## Work item
Can you retype every record below exactly as written?

════════

//! Work-unit orchestration for a collection run.
//!
//! Units are processed strictly in plan order. Repeated reviews are dropped
//! as they arrive, before they take an id. After each unit the full batch is
//! deduplicated and checkpointed, so an interrupted run loses at most the
//! unit in flight. Source failures are absorbed per store; only a failed
//! checkpoint ends the run.

use std::mem;

use storepulse_core::{dedup_reviews, CollectPlan, ReviewContent, ReviewRecord, WorkUnit};
use storepulse_scraper::{normalize_store, Pacer, SourceAdapter};

use super::checkpoint::{Checkpoint, CheckpointError};
use super::context::RunContext;

#[derive(Debug, Clone)]
pub(crate) struct RunOptions {
    pub max_reviews: usize,
    /// Pause between consecutive work units.
    pub unit_delay: Pacer,
}

/// What happened to one processed work unit.
#[derive(Debug, Clone, PartialEq, Eq)]
pub(crate) struct UnitOutcome {
    pub unit: String,
    pub stores: usize,
    pub reviews: usize,
    /// Stores that yielded no usable review.
    pub empty_stores: usize,
    /// The browser session died and the remaining stores were skipped.
    pub aborted: bool,
}

#[derive(Debug, Default)]
pub(crate) struct RunReport {
    /// Units already present in the checkpoint when the run started.
    pub skipped_units: Vec<String>,
    pub units: Vec<UnitOutcome>,
    /// Final persisted batch, including resumed rows.
    pub records: Vec<ReviewRecord>,
}

/// Run every pending work unit of `plan` against `adapter`.
///
/// # Errors
///
/// Returns [`CheckpointError`] if the existing output cannot be read or a
/// checkpoint cannot be written. Source failures never surface here.
pub(crate) async fn run_collection(
    adapter: &mut SourceAdapter,
    plan: &CollectPlan,
    checkpoint: &Checkpoint,
    options: &RunOptions,
) -> Result<RunReport, CheckpointError> {
    let resumed = checkpoint.load()?;
    let mut ctx = RunContext::resume_from(&resumed.records);
    let mut report = RunReport::default();

    let pending: Vec<&WorkUnit> = plan
        .work_units
        .iter()
        .filter(|unit| {
            let done = resumed.is_done(&unit.name);
            if done {
                report.skipped_units.push(unit.name.clone());
            }
            !done
        })
        .collect();

    if !resumed.records.is_empty() {
        tracing::info!(
            rows = resumed.records.len(),
            skipped = report.skipped_units.len(),
            pending = pending.len(),
            "resuming from checkpoint"
        );
    }

    let mut batch = resumed.records;
    for (i, unit) in pending.iter().enumerate() {
        let outcome = collect_unit(adapter, plan, unit, &mut ctx, options, &mut batch).await;
        tracing::info!(
            unit = %outcome.unit,
            stores = outcome.stores,
            reviews = outcome.reviews,
            empty_stores = outcome.empty_stores,
            aborted = outcome.aborted,
            "work unit complete"
        );
        report.units.push(outcome);

        batch = dedup_reviews(mem::take(&mut batch));
        checkpoint.save(&batch)?;

        if i + 1 < pending.len() {
            options.unit_delay.pause().await;
        }
    }

    report.records = batch;
    Ok(report)
}

async fn collect_unit(
    adapter: &mut SourceAdapter,
    plan: &CollectPlan,
    unit: &WorkUnit,
    ctx: &mut RunContext,
    options: &RunOptions,
    batch: &mut Vec<ReviewRecord>,
) -> UnitOutcome {
    let mut outcome = UnitOutcome {
        unit: unit.name.clone(),
        stores: 0,
        reviews: 0,
        empty_stores: 0,
        aborted: false,
    };
    let provenance = adapter.kind().provenance();

    let stores = match adapter.open_unit(unit).await {
        Ok(()) => adapter.find_stores(plan, unit).await,
        Err(e) => {
            tracing::warn!(unit = %unit.name, error = %e, "could not open source for unit");
            Vec::new()
        }
    };
    outcome.stores = stores.len();

    for raw in &stores {
        let fetched = match adapter.fetch_reviews(raw, options.max_reviews).await {
            Ok(fetched) => fetched,
            Err(e) => {
                tracing::warn!(
                    unit = %unit.name,
                    store = %raw.name,
                    error = %e,
                    "source session lost; skipping rest of unit"
                );
                outcome.aborted = true;
                break;
            }
        };

        let mut store = normalize_store(&fetched.store, String::new(), plan);
        let offered = fetched.reviews.len();
        let fresh: Vec<ReviewContent> = fetched
            .reviews
            .into_iter()
            .filter(|c| ctx.admit(&c.text, &store.name))
            .collect();
        if fresh.len() < offered {
            tracing::debug!(
                store = %store.name,
                duplicates = offered - fresh.len(),
                "dropped repeated reviews"
            );
        }
        if fresh.is_empty() {
            outcome.empty_stores += 1;
            continue;
        }

        // Only stores that contribute rows take a sequential id.
        store.id = ctx.store_id(&fetched.store);
        outcome.reviews += fresh.len();
        for content in fresh {
            batch.push(ReviewRecord::new(
                ctx.next_review_id(),
                content,
                &store,
                provenance,
                &unit.name,
            ));
        }
    }

    adapter.close_unit().await;
    outcome
}

#[cfg(test)]
#[path = "runner_test.rs"]
mod tests;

════════

## Answer section
//! Work-unit orchestration for a collection run.
//!
//! Units are processed strictly in plan order. Repeated reviews are dropped
//! as they arrive, before they take an id. After each unit the full batch is
//! deduplicated and checkpointed, so an interrupted run loses at most the
//! unit in flight. Source failures are absorbed per store; only a failed
//! checkpoint ends the run.

use std::mem;

use storepulse_core::{dedup_reviews, CollectPlan, ReviewContent, ReviewRecord, WorkUnit};
use storepulse_scraper::{normalize_store, Pacer, SourceAdapter};

use super::checkpoint::{Checkpoint, CheckpointError};
use super::context::RunContext;

#[derive(Debug, Clone)]
pub(crate) struct RunOptions {
    pub max_reviews: usize,
    /// Pause between consecutive work units.
    pub unit_delay: Pacer,
}

/// What happened to one processed work unit.
#[derive(Debug, Clone, PartialEq, Eq)]
pub(crate) struct UnitOutcome {
    pub unit: String,
    pub stores: usize,
    pub reviews: usize,
    /// Stores that yielded no usable review.
    pub empty_stores: usize,
    /// The browser session died and the remaining stores were skipped.
    pub aborted: bool,
}

#[derive(Debug, Default)]
pub(crate) struct RunReport {
    /// Units already present in the checkpoint when the run started.
    pub skipped_units: Vec<String>,
    pub units: Vec<UnitOutcome>,
    /// Final persisted batch, including resumed rows.
    pub records: Vec<ReviewRecord>,
}

/// Run every pending work unit of `plan` against `adapter`.
///
/// # Errors
///
/// Returns [`CheckpointError`] if the existing output cannot be read or a
/// checkpoint cannot be written. Source failures never surface here.
pub(crate) async fn run_collection(
    adapter: &mut SourceAdapter,
    plan: &CollectPlan,
    checkpoint: &Checkpoint,
    options: &RunOptions,
) -> Result<RunReport, CheckpointError> {
    let resumed = checkpoint.load()?;
    let mut ctx = RunContext::resume_from(&resumed.records);
    let mut report = RunReport::default();

    let pending: Vec<&WorkUnit> = plan
        .work_units
        .iter()
        .filter(|unit| {
            let done = resumed.is_done(&unit.name);
            if done {
                report.skipped_units.push(unit.name.clone());
            }
            !done
        })
        .collect();

    if !resumed.records.is_empty() {
        tracing::info!(
            rows = resumed.records.len(),
            skipped = report.skipped_units.len(),
            pending = pending.len(),
            "resuming from checkpoint"
        );
    }

    let mut batch = resumed.records;
    for (i, unit) in pending.iter().enumerate() {
        let outcome = collect_unit(adapter, plan, unit, &mut ctx, options, &mut batch).await;
        tracing::info!(
            unit = %outcome.unit,
            stores = outcome.stores,
            reviews = outcome.reviews,
            empty_stores = outcome.empty_stores,
            aborted = outcome.aborted,
            "work unit complete"
        );
        report.units.push(outcome);

        batch = dedup_reviews(mem::take(&mut batch));
        checkpoint.save(&batch)?;

        if i + 1 < pending.len() {
            options.unit_delay.pause().await;
        }
    }

    report.records = batch;
    Ok(report)
}

async fn collect_unit(
    adapter: &mut SourceAdapter,
    plan: &CollectPlan,
    unit: &WorkUnit,
    ctx: &mut RunContext,
    options: &RunOptions,
    batch: &mut Vec<ReviewRecord>,
) -> UnitOutcome {
    let mut outcome = UnitOutcome {
        unit: unit.name.clone(),
        stores: 0,
        reviews: 0,
        empty_stores: 0,
        aborted: false,
    };
    let provenance = adapter.kind().provenance();

    let stores = match adapter.open_unit(unit).await {
        Ok(()) => adapter.find_stores(plan, unit).await,
        Err(e) => {
            tracing::warn!(unit = %unit.name, error = %e, "could not open source for unit");
            Vec::new()
        }
    };
    outcome.stores = stores.len();

    for raw in &stores {
        let fetched = match adapter.fetch_reviews(raw, options.max_reviews).await {
            Ok(fetched) => fetched,
            Err(e) => {
                tracing::warn!(
                    unit = %unit.name,
                    store = %raw.name,
                    error = %e,
                    "source session lost; skipping rest of unit"
                );
                outcome.aborted = true;
                break;
            }
        };

        let mut store = normalize_store(&fetched.store, String::new(), plan);
        let offered = fetched.reviews.len();
        let fresh: Vec<ReviewContent> = fetched
            .reviews
            .into_iter()
            .filter(|c| ctx.admit(&c.text, &store.name))
            .collect();
        if fresh.len() < offered {
            tracing::debug!(
                store = %store.name,
                duplicates = offered - fresh.len(),
                "dropped repeated reviews"
            );
        }
        if fresh.is_empty() {
            outcome.empty_stores += 1;
            continue;
        }

        // Only stores that contribute rows take a sequential id.
        store.id = ctx.store_id(&fetched.store);
        outcome.reviews += fresh.len();
        for content in fresh {
            batch.push(ReviewRecord::new(
                ctx.next_review_id(),
                content,
                &store,
                provenance,
                &unit.name,
            ));
        }
    }

    adapter.close_unit().await;
    outcome
}

#[cfg(test)]
#[path = "runner_test.rs"]
mod tests;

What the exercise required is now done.